Как чего? Кто жив, так тот строится, а я не знаю, куда иду. И детки мои. Нема ни хаты… А он говорит:
– Знаете что, не плачьте. Хату как-нибудь сделаем. Мы дадим вам лесу, в кредит.
Правда, что и говорить, дали мне этого лесу, выписали и выделили подводу. И так это в кредит давали, а потом я оплатила. И вот эту хатинку сделала…
А детки выросли, тот в армию, тот туда – порасходились.
Вот и кончено уже…
А теперь я уже, хлопчики, не иду никуда, я двор не могу перейти. Ноги болят, и недослышу я, уже совсем овеем больная. Уже никуда негодна. Уже я и коровки не держу.
Но я довольна, что, вот, и мои детки ходят, и внучки ходят и учатся, и бесплатно, и куда ты теперь ни повсюду наши, всюду ты вольный и никого не боишься. При своих людях я что хочешь скажу. А немец, если б он побыл тут немного, дак выкатил бы всех, ни одной души не осталось бы. Это только благодаря нашим бойцам да нашим руководителям, что они его отсюда как-то выковыряли. Я уже говорила им, детям, и своим и чужим: „Детки, за эту власть стойте, как за стену, беритесь, смотрите, и слушайте, и делайте, и правильно все делайте, потому что это не жизнь, а цветы“. Правда, правда!

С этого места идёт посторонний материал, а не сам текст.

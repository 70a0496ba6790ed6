//! Brand block: optional logo plus a two-line heading/sub text group,
//! auto-fitted inside the reserved cell.
//!
//! Font sizing is a bounded heuristic, not an exact solve: one uniform
//! shrink to the available width, then at most [`REFINE_ITERATIONS`]
//! nudges toward similar line lengths (within [`LENGTH_TOLERANCE`]), then a
//! final pass keeping the heading slightly larger than the sub line.

use ab_glyph::Font;
use image::{DynamicImage, Rgba, RgbaImage};
use image_engine::{Rect, draw_contain};
use tracing::debug;

use crate::background::hex;
use crate::text::{self, TextMeasure};

pub const REFINE_ITERATIONS: usize = 3;
pub const LENGTH_TOLERANCE: f32 = 0.06;

const MIN_SUB_PX: f32 = 16.0;
const MIN_HEADING_PX: f32 = 18.0;
const SHRINK_MIN_HEADING_PX: f32 = 12.0;
const SHRINK_MIN_SUB_PX: f32 = 11.0;
const SUB_OPACITY: f32 = 0.8;

/// Text colour on light templates.
pub const INK_LIGHT: Rgba<u8> = hex(0x0d2260);
/// Text colour on the dark template.
pub const INK_DARK: Rgba<u8> = hex(0xd1d9f2);

/// Result of the auto-fit solver, in cell-relative terms.
#[derive(Debug, Clone, Copy, PartialEq)]
pub struct BrandFit {
    pub heading_px: f32,
    pub sub_px: f32,
    pub heading_w: f32,
    pub sub_w: f32,
    pub line_gap: f32,
    pub pad_inner: f32,
    pub col_gap: f32,
    /// Width of the logo column after the text claimed its space.
    pub left_w: f32,
    /// Maximum width the text column was allowed.
    pub right_max: f32,
}

impl BrandFit {
    pub fn text_w(&self) -> f32 {
        self.heading_w.max(self.sub_w)
    }

    pub fn text_h(&self) -> f32 {
        self.heading_px + self.line_gap + self.sub_px
    }

    /// Relative length disparity between the two lines.
    pub fn disparity(&self) -> f32 {
        length_disparity(self.heading_w, self.sub_w)
    }
}

fn length_disparity(a: f32, b: f32) -> f32 {
    let avg = (a + b) / 2.0;
    if avg <= 0.0 {
        0.0
    } else {
        (a - b).abs() / avg
    }
}

struct Lines<'a, M: TextMeasure + ?Sized> {
    measure: &'a M,
    heading: &'a str,
    sub: &'a str,
    heading_px: f32,
    sub_px: f32,
    heading_w: f32,
    sub_w: f32,
}

impl<M: TextMeasure + ?Sized> Lines<'_, M> {
    fn remeasure(&mut self) {
        self.heading_w = self.measure.text_width(self.heading, self.heading_px.floor());
        self.sub_w = self.measure.text_width(self.sub, self.sub_px.floor());
    }

    fn widest(&self) -> f32 {
        self.heading_w.max(self.sub_w)
    }

    /// Scale both sizes so the widest line fits `max_w`.
    fn shrink_to(&mut self, max_w: f32, min_heading: f32, min_sub: f32) {
        let widest = self.widest();
        if widest > max_w && widest > 0.0 {
            let f = (max_w / widest).max(0.0);
            self.heading_px = (self.heading_px * f).floor().max(min_heading);
            self.sub_px = (self.sub_px * f).floor().max(min_sub);
            self.remeasure();
        }
    }
}

/// Size the heading and sub lines for a `cell_w` x `cell_h` cell.
pub fn fit_brand_text<M: TextMeasure + ?Sized>(
    measure: &M,
    heading: &str,
    sub: &str,
    cell_w: f32,
    cell_h: f32,
) -> BrandFit {
    let pad_inner = (cell_w.min(cell_h) * 0.10).round();
    let col_gap = (cell_w * 0.04).round();
    let inner_h = (cell_h - pad_inner * 2.0).max(0.0);
    let mut left_w = ((cell_w - col_gap) * 0.24).round().max(0.0);

    let sub_px = (inner_h * 0.22).round().max(MIN_SUB_PX);
    let heading_px = (sub_px * 1.10).round().max(MIN_HEADING_PX);
    let line_gap = (inner_h * 0.08).round();

    let mut lines = Lines {
        measure,
        heading,
        sub,
        heading_px,
        sub_px,
        heading_w: 0.0,
        sub_w: 0.0,
    };
    lines.remeasure();

    let right_max = (cell_w - pad_inner * 2.0 - left_w - col_gap).max(0.0);
    lines.shrink_to(right_max, SHRINK_MIN_HEADING_PX, SHRINK_MIN_SUB_PX);

    for _ in 0..REFINE_ITERATIONS {
        if length_disparity(lines.heading_w, lines.sub_w) <= LENGTH_TOLERANCE
            || lines.heading_w + lines.sub_w <= 0.0
        {
            break;
        }
        if lines.heading_w < lines.sub_w {
            lines.heading_px = (lines.heading_px + 1.0).min(lines.heading_px * 1.06);
        } else {
            lines.sub_px = (lines.sub_px + 1.0).min(lines.sub_px * 1.06);
        }
        lines.remeasure();
        lines.shrink_to(right_max, 0.0, 0.0);
    }

    if lines.heading_px < lines.sub_px * 1.04 {
        lines.heading_px = (lines.sub_px * 1.06).ceil();
        lines.remeasure();
        if lines.heading_w > right_max && lines.heading_w > 0.0 {
            let f = right_max / lines.heading_w;
            lines.heading_px = (lines.heading_px * f).floor();
            lines.sub_px = (lines.sub_px * f).floor();
        }
    }

    lines.heading_px = lines.heading_px.floor().max(0.0);
    lines.sub_px = lines.sub_px.floor().max(0.0);
    lines.remeasure();

    // Text keeps its size; the logo column gives way.
    let group_max_w = (cell_w - pad_inner * 2.0).max(0.0);
    let needed = lines.widest() + col_gap;
    if needed > group_max_w {
        left_w = 0.0;
    } else if left_w + needed > group_max_w {
        left_w = (group_max_w - needed).max(0.0);
    }

    BrandFit {
        heading_px: lines.heading_px,
        sub_px: lines.sub_px,
        heading_w: lines.heading_w,
        sub_w: lines.sub_w,
        line_gap,
        pad_inner,
        col_gap,
        left_w,
        right_max,
    }
}

/// Everything the brand block needs besides the canvas.
pub struct BrandBlock<'a, F: Font> {
    pub heading: &'a str,
    pub sub: &'a str,
    pub font: Option<&'a F>,
    pub logo: Option<&'a DynamicImage>,
}

/// Draw the brand block into `cell`, using the light ink on `dark` templates.
///
/// Without a font only the logo is drawn, contain-fit into the padded cell.
pub fn draw_brand_block<F: Font>(
    canvas: &mut RgbaImage,
    cell: Rect,
    block: &BrandBlock<'_, F>,
    dark: bool,
) {
    if cell.is_empty() {
        return;
    }
    let (cell_w, cell_h) = (cell.width as f32, cell.height as f32);

    let Some(font) = block.font else {
        if let Some(logo) = block.logo {
            let pad = (cell_w.min(cell_h) * 0.10).round() as u32;
            let inner = Rect::new(
                cell.x + pad,
                cell.y + pad,
                cell.width.saturating_sub(pad * 2),
                cell.height.saturating_sub(pad * 2),
            );
            draw_contain(canvas, logo, inner);
        }
        return;
    };

    let fit = fit_brand_text(font, block.heading, block.sub, cell_w, cell_h);
    debug!(
        heading_px = fit.heading_px,
        sub_px = fit.sub_px,
        left_w = fit.left_w,
        disparity = fit.disparity(),
        "Brand text fitted"
    );

    let inner_y = cell.y as f32 + fit.pad_inner;
    let inner_h = (cell_h - fit.pad_inner * 2.0).max(0.0);

    let content_w = fit.left_w + fit.col_gap + fit.text_w();
    let left_x = cell.x as f32 + (cell_w - content_w) / 2.0;
    let text_x = left_x + fit.left_w + fit.col_gap;

    if let Some(logo) = block.logo {
        let box_h = inner_h.min(fit.text_h().round());
        let box_y = inner_y + (inner_h - box_h) / 2.0;
        let logo_rect = Rect::new(
            left_x.max(0.0).round() as u32,
            box_y.max(0.0).round() as u32,
            fit.left_w.round() as u32,
            box_h.round() as u32,
        );
        draw_contain(canvas, logo, logo_rect);
    }

    let ink = if dark { INK_DARK } else { INK_LIGHT };
    let mut baseline = inner_y + (inner_h - fit.text_h()) / 2.0 + fit.heading_px;
    text::draw_text_on_baseline(
        canvas,
        font,
        fit.heading_px,
        text_x.round() as i32,
        baseline,
        block.heading,
        ink,
        1.0,
    );
    baseline += fit.line_gap + fit.sub_px;
    text::draw_text_on_baseline(
        canvas,
        font,
        fit.sub_px,
        text_x.round() as i32,
        baseline,
        block.sub,
        ink,
        SUB_OPACITY,
    );
}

Вопрос: – А вы учились немного, Алена Ивановна?
– Не, я совсем неученая…»
Пока мы беседовали вечером, в хате нам, время от времени, мешала – казалось, что нарочно, – бабулина гостья, внучка, взрослая дочь той самой Евки, что уцелела и замужем далековато. Гостья собиралась куда-то, ходила то из хаты, то в хату, а потом и не пошла никуда и не растолковать было девчине, что ни стука дверьми, ни топота каблучков нам на магнитофонную ленту – сквозь бабушкины слова – не надо.